What Time Is GDP Released?

Every GDP report is released at 8:30am Eastern Time, exactly 1 hour before the New York stock market opens. For readers outside the United States, 8:30am ET is 1:30pm in London, 2:30pm in Frankfurt and Paris, and 9:30pm in Tokyo for most of the year. The 8:30am ET slot is shared with other major US data such as the jobs report and CPI, which is why economists block out that half-hour on release mornings. US equity index futures, Treasury yields and the dollar react within seconds of the figure crossing the wires.

What Is GDP?

Gross Domestic Product is the total market value of all final goods and services produced within the United States in a given period. It is the headline scorecard for the economy: when GDP is rising, the economy is expanding; when it falls, the economy is contracting. The figure that makes headlines is real GDP growth, which strips out the effect of inflation so that the number reflects genuine changes in output rather than changes in prices.
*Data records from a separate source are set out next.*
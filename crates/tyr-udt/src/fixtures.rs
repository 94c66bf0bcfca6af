//! Small user-defined types for unit tests.

use smol_str::SmolStr;
use tyr_common::{TyrError, TyrResult};
use tyr_types::{LogicalType, TypedValue};

use crate::udt::UserDefinedType;

#[derive(Clone, Debug, PartialEq)]
pub struct Point {
    pub x: f64,
    pub y: f64,
}

/// Point stored as `STRUCT(x: DOUBLE, y: DOUBLE)`.
#[derive(Debug)]
pub struct PointUdt;

impl UserDefinedType for PointUdt {
    type Host = Point;

    fn name(&self) -> &str {
        "point"
    }

    fn sql_type(&self) -> LogicalType {
        LogicalType::Struct(vec![
            (SmolStr::new("x"), LogicalType::Double),
            (SmolStr::new("y"), LogicalType::Double),
        ])
    }

    fn serialize(&self, host: &Point) -> TyrResult<TypedValue> {
        Ok(TypedValue::Struct(vec![
            (SmolStr::new("x"), TypedValue::Double(host.x)),
            (SmolStr::new("y"), TypedValue::Double(host.y)),
        ]))
    }

    fn deserialize(&self, datum: &TypedValue) -> TyrResult<Point> {
        match datum {
            TypedValue::Struct(fields) if fields.len() == 2 => {
                let x = fields[0].1.as_f64();
                let y = fields[1].1.as_f64();
                match (x, y) {
                    (Some(x), Some(y)) => Ok(Point { x, y }),
                    _ => Err(TyrError::Shape("point fields must be doubles".into())),
                }
            }
            other => Err(TyrError::Shape(format!(
                "point expects a 2-field struct, found {}",
                other.kind_name()
            ))),
        }
    }
}

/// Drops the last element on serialize; used to exercise mismatch reporting.
#[derive(Debug)]
pub struct LossyUdt;

impl UserDefinedType for LossyUdt {
    type Host = Vec<i64>;

    fn name(&self) -> &str {
        "lossy"
    }

    fn sql_type(&self) -> LogicalType {
        LogicalType::list(LogicalType::Int64)
    }

    fn serialize(&self, host: &Vec<i64>) -> TyrResult<TypedValue> {
        let kept = host.len().saturating_sub(1);
        Ok(TypedValue::List(
            host[..kept].iter().map(|v| TypedValue::Int64(*v)).collect(),
        ))
    }

    fn deserialize(&self, datum: &TypedValue) -> TyrResult<Vec<i64>> {
        datum
            .as_list()
            .ok_or_else(|| TyrError::Shape("expected list".into()))?
            .iter()
            .map(|v| {
                v.as_i64()
                    .ok_or_else(|| TyrError::Shape("expected INT64 element".into()))
            })
            .collect()
    }
}

/// Emits an element of the wrong type; used to exercise output validation.
#[derive(Debug)]
pub struct BrokenUdt;

impl UserDefinedType for BrokenUdt {
    type Host = i64;

    fn name(&self) -> &str {
        "broken"
    }

    fn sql_type(&self) -> LogicalType {
        LogicalType::list(LogicalType::Double)
    }

    fn serialize(&self, host: &i64) -> TyrResult<TypedValue> {
        Ok(TypedValue::List(vec![TypedValue::Int64(*host)]))
    }

    fn deserialize(&self, _datum: &TypedValue) -> TyrResult<i64> {
        Ok(0)
    }
}
//! Row evaluator: evaluate a BoundExpression against a single row.

use std::cmp::Ordering;

use tyr_catalog::{ColumnType, Row, Schema};
use tyr_common::{TyrError, TyrResult};
use tyr_types::TypedValue;
use tyr_udt::HostRef;

use crate::bound_expr::{BoundExpression, ComparisonOp};
use crate::function_registry::{FunctionArg, FunctionRegistry};

/// Evaluate `expr` against `row`, producing a value in internal form.
///
/// A function argument that is a bare column of a user-defined type is
/// deserialized through the schema's descriptor and passed as
/// `FunctionArg::Host`; a null cell is passed as `FunctionArg::Value(Null)`.
pub fn evaluate(
    expr: &BoundExpression,
    row: &Row,
    schema: &Schema,
    registry: &FunctionRegistry,
) -> TyrResult<TypedValue> {
    match expr {
        BoundExpression::Column { index } => row
            .get(*index)
            .cloned()
            .ok_or_else(|| TyrError::Execution(format!("column index {index} out of range"))),

        BoundExpression::Literal { value, .. } => Ok(value.clone()),

        BoundExpression::FunctionCall { name, args } => {
            let args = args
                .iter()
                .map(|arg| function_arg(arg, row, schema, registry))
                .collect::<TyrResult<Vec<_>>>()?;
            registry.invoke(name, &args)
        }

        BoundExpression::Comparison { op, left, right } => {
            let lv = evaluate(left, row, schema, registry)?;
            let rv = evaluate(right, row, schema, registry)?;
            eval_comparison(*op, &lv, &rv)
        }

        BoundExpression::IsNull { expr, negated } => {
            let is_null = evaluate(expr, row, schema, registry)?.is_null();
            Ok(TypedValue::Bool(is_null != *negated))
        }
    }
}

fn function_arg(
    arg: &BoundExpression,
    row: &Row,
    schema: &Schema,
    registry: &FunctionRegistry,
) -> TyrResult<FunctionArg> {
    if let BoundExpression::Column { index } = arg
        && let Some(field) = schema.field(*index)
        && let ColumnType::UserDefined(udt) = &field.column_type
    {
        return match row.get(*index) {
            None => Err(TyrError::Execution(format!("column index {index} out of range"))),
            Some(TypedValue::Null) => Ok(FunctionArg::Value(TypedValue::Null)),
            Some(datum) => Ok(FunctionArg::Host(udt.deserialize_host(HostRef::Internal(datum))?)),
        };
    }
    evaluate(arg, row, schema, registry).map(FunctionArg::Value)
}

fn eval_comparison(op: ComparisonOp, left: &TypedValue, right: &TypedValue) -> TyrResult<TypedValue> {
    if left.is_null() || right.is_null() {
        return Ok(TypedValue::Null);
    }

    let ord = compare_values(left, right)?;

    let result = match op {
        ComparisonOp::Eq => ord == Ordering::Equal,
        ComparisonOp::Neq => ord != Ordering::Equal,
        ComparisonOp::Lt => ord == Ordering::Less,
        ComparisonOp::Le => ord != Ordering::Greater,
        ComparisonOp::Gt => ord == Ordering::Greater,
        ComparisonOp::Ge => ord != Ordering::Less,
    };

    Ok(TypedValue::Bool(result))
}

/// Total order over comparable non-null values.
///
/// Integers of either width compare exactly; mixed integer/float compares as
/// f64. Floats use `total_cmp` so the order is deterministic for NaN.
pub fn compare_values(left: &TypedValue, right: &TypedValue) -> TyrResult<Ordering> {
    match (left, right) {
        (TypedValue::Int32(_) | TypedValue::Int64(_), TypedValue::Int32(_) | TypedValue::Int64(_)) => {
            Ok(left.as_i64().cmp(&right.as_i64()))
        }
        (
            TypedValue::Int32(_) | TypedValue::Int64(_) | TypedValue::Float(_) | TypedValue::Double(_),
            TypedValue::Int32(_) | TypedValue::Int64(_) | TypedValue::Float(_) | TypedValue::Double(_),
        ) => {
            let a = left.as_f64().or_else(|| left.as_i64().map(|v| v as f64));
            let b = right.as_f64().or_else(|| right.as_i64().map(|v| v as f64));
            match (a, b) {
                (Some(a), Some(b)) => Ok(a.total_cmp(&b)),
                _ => Err(cannot_compare(left, right)),
            }
        }
        (TypedValue::String(a), TypedValue::String(b)) => Ok(a.cmp(b)),
        (TypedValue::Bool(a), TypedValue::Bool(b)) => Ok(a.cmp(b)),
        _ => Err(cannot_compare(left, right)),
    }
}

fn cannot_compare(left: &TypedValue, right: &TypedValue) -> TyrError {
    TyrError::Execution(format!(
        "cannot compare {} and {}",
        left.kind_name(),
        right.kind_name()
    ))
}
The report is produced by the Bureau of Economic Analysis, the US government’s national accounting agency. The BEA has published the national income and product accounts since the 1930s, when economist Simon Kuznets developed the framework for the US Congress in the wake of the Great Depression. Today the quarterly GDP release is one of the most closely watched economic publications in the world, feeding directly into Federal Reserve policy deliberations, Congressional budget forecasts and corporate planning.
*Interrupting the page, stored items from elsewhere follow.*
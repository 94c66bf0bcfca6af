use smol_str::SmolStr;

use crate::logical_type::LogicalType;

/// A column value in internal form.
///
/// Rows, files and the redistribution wire only ever carry this type; host
/// objects of user-defined types are converted to it before entering a row.
#[derive(Clone, Debug)]
pub enum TypedValue {
    Null,
    Bool(bool),
    Int32(i32),
    Int64(i64),
    Float(f32),
    Double(f64),
    String(SmolStr),
    Blob(Vec<u8>),
    List(Vec<TypedValue>),
    Struct(Vec<(SmolStr, TypedValue)>),
}

// Manual PartialEq: use to_bits() for floats to get total ordering.
impl PartialEq for TypedValue {
    fn eq(&self, other: &Self) -> bool {
        match (self, other) {
            (Self::Null, Self::Null) => true,
            (Self::Bool(a), Self::Bool(b)) => a == b,
            (Self::Int32(a), Self::Int32(b)) => a == b,
            (Self::Int64(a), Self::Int64(b)) => a == b,
            (Self::Float(a), Self::Float(b)) => a.to_bits() == b.to_bits(),
            (Self::Double(a), Self::Double(b)) => a.to_bits() == b.to_bits(),
            (Self::String(a), Self::String(b)) => a == b,
            (Self::Blob(a), Self::Blob(b)) => a == b,
            (Self::List(a), Self::List(b)) => a == b,
            (Self::Struct(a), Self::Struct(b)) => a == b,
            _ => false,
        }
    }
}

impl Eq for TypedValue {}

impl std::hash::Hash for TypedValue {
    fn hash<H: std::hash::Hasher>(&self, state: &mut H) {
        std::mem::discriminant(self).hash(state);
        match self {
            Self::Null => {}
            Self::Bool(v) => v.hash(state),
            Self::Int32(v) => v.hash(state),
            Self::Int64(v) => v.hash(state),
            Self::Float(v) => v.to_bits().hash(state),
            Self::Double(v) => v.to_bits().hash(state),
            Self::String(v) => v.hash(state),
            Self::Blob(v) => v.hash(state),
            Self::List(v) => v.hash(state),
            Self::Struct(v) => v.hash(state),
        }
    }
}

impl TypedValue {
    /// Short label of the runtime variant, for error messages.
    pub fn kind_name(&self) -> &'static str {
        match self {
            Self::Null => "NULL",
            Self::Bool(_) => "BOOL",
            Self::Int32(_) => "INT32",
            Self::Int64(_) => "INT64",
            Self::Float(_) => "FLOAT",
            Self::Double(_) => "DOUBLE",
            Self::String(_) => "STRING",
            Self::Blob(_) => "BLOB",
            Self::List(_) => "LIST",
            Self::Struct(_) => "STRUCT",
        }
    }

    /// Whether this value's variant is the one `ty` stores at the top level.
    /// Nested contents are not inspected; see `validate_shape` for that.
    pub fn matches_variant(&self, ty: &LogicalType) -> bool {
        matches!(
            (self, ty),
            (Self::Bool(_), LogicalType::Bool)
                | (Self::Int32(_), LogicalType::Int32)
                | (Self::Int64(_), LogicalType::Int64)
                | (Self::Float(_), LogicalType::Float)
                | (Self::Double(_), LogicalType::Double)
                | (Self::String(_), LogicalType::String)
                | (Self::Blob(_), LogicalType::Blob)
                | (Self::List(_), LogicalType::List(_))
                | (Self::Struct(_), LogicalType::Struct(_))
        )
    }

    pub fn is_null(&self) -> bool {
        matches!(self, Self::Null)
    }

    /// Try to extract a boolean.
    pub fn as_bool(&self) -> Option<bool> {
        match self {
            Self::Bool(v) => Some(*v),
            _ => None,
        }
    }

    /// Try to extract an i64 (works for both integer widths).
    pub fn as_i64(&self) -> Option<i64> {
        match self {
            Self::Int32(v) => Some(*v as i64),
            Self::Int64(v) => Some(*v),
            _ => None,
        }
    }

    /// Try to extract an f64 (works for Float and Double).
    pub fn as_f64(&self) -> Option<f64> {
        match self {
            Self::Float(v) => Some(*v as f64),
            Self::Double(v) => Some(*v),
            _ => None,
        }
    }

    /// Try to extract a string reference.
    pub fn as_str(&self) -> Option<&str> {
        match self {
            Self::String(s) => Some(s.as_str()),
            _ => None,
        }
    }

    /// Try to extract raw bytes.
    pub fn as_blob(&self) -> Option<&[u8]> {
        match self {
            Self::Blob(b) => Some(b),
            _ => None,
        }
    }

    /// Try to extract list elements.
    pub fn as_list(&self) -> Option<&[TypedValue]> {
        match self {
            Self::List(items) => Some(items),
            _ => None,
        }
    }
}

impl std::fmt::Display for TypedValue {
    fn fmt(&self, f: &mut std::fmt::Formatter<'_>) -> std::fmt::Result {
        match self {
            Self::Null => write!(f, "NULL"),
            Self::Bool(v) => write!(f, "{v}"),
            Self::Int32(v) => write!(f, "{v}"),
            Self::Int64(v) => write!(f, "{v}"),
            Self::Float(v) => write!(f, "{v}"),
            Self::Double(v) => write!(f, "{v}"),
            Self::String(s) => write!(f, "{s}"),
            Self::Blob(b) => write!(f, "\\x{}", hex_encode(b)),
            Self::List(items) => {
                write!(f, "[")?;
                for (i, item) in items.iter().enumerate() {
                    if i > 0 {
                        write!(f, ",")?;
                    }
                    write!(f, "{item}")?;
                }
                write!(f, "]")
            }
            Self::Struct(fields) => {
                write!(f, "{{")?;
                for (i, (name, val)) in fields.iter().enumerate() {
                    if i > 0 {
                        write!(f, ",")?;
                    }
                    write!(f, "{name}: {val}")?;
                }
                write!(f, "}}")
            }
        }
    }
}

/// Lower-case hex of a byte slice.
pub fn hex_encode(bytes: &[u8]) -> String {
    bytes.iter().map(|b| format!("{b:02x}")).collect()
}

impl From<bool> for TypedValue {
    fn from(v: bool) -> Self {
        Self::Bool(v)
    }
}

impl From<i32> for TypedValue {
    fn from(v: i32) -> Self {
        Self::Int32(v)
    }
}

impl From<i64> for TypedValue {
    fn from(v: i64) -> Self {
        Self::Int64(v)
    }
}

impl From<usize> for TypedValue {
    fn from(v: usize) -> Self {
        Self::Int64(v as i64)
    }
}

impl From<f32> for TypedValue {
    fn from(v: f32) -> Self {
        Self::Float(v)
    }
}

impl From<f64> for TypedValue {
    fn from(v: f64) -> Self {
        Self::Double(v)
    }
}

impl From<&str> for TypedValue {
    fn from(v: &str) -> Self {
        Self::String(SmolStr::new(v))
    }
}

impl From<String> for TypedValue {
    fn from(v: String) -> Self {
        Self::String(SmolStr::new(v))
    }
}

impl From<SmolStr> for TypedValue {
    fn from(v: SmolStr) -> Self {
        Self::String(v)
    }
}

impl From<Vec<u8>> for TypedValue {
    fn from(v: Vec<u8>) -> Self {
        Self::Blob(v)
    }
}

impl<T: Into<TypedValue>> From<Option<T>> for TypedValue {
    fn from(v: Option<T>) -> Self {
        v.map_or(Self::Null, Into::into)
    }
}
One quirk matters enormously for international readers: the United States reports GDP growth as a quarterly rate that has been annualised. The headline figure answers the question “if the economy kept growing at this quarter’s pace for a full year, how much would it grow?” Most of Europe, including the UK and the euro area, instead reports the simple quarter-on-quarter change or the year-on-year change. A US print of 2.0 percent annualised corresponds to roughly 0.5 percent quarter on quarter in European terms. Comparing a US annualised figure directly against a UK or euro area quarterly figure makes American growth look 4 times stronger than it is, a mistake that appears in commentary surprisingly often.

Each quarter’s GDP is published 3 times. The advance estimate arrives about 4 weeks after the quarter ends and is built partly on assumptions, because some source data are not yet available. The second estimate, a month later, incorporates more complete data on trade, inventories and services. The third estimate, a further month on, is the most complete quarterly reading, although the figures remain subject to annual and comprehensive revisions for years afterwards.

How GDP Is Calculated

The BEA’s headline measure uses the expenditure approach, which adds up everything spent on US final output. The formula is consumption plus investment plus government spending plus net exports.

Personal consumption expenditures are the largest component at roughly 68 percent of GDP, covering household spending on everything from groceries and rent to healthcare and streaming subscriptions. Gross private domestic investment covers business spending on equipment, software, structures and intellectual property, plus residential construction and changes in inventories. Government consumption and investment captures federal, state and local spending on goods, services and infrastructure, though not transfer payments such as Social Security. Net exports is exports minus imports; because the US runs a trade deficit, this component usually subtracts from the total.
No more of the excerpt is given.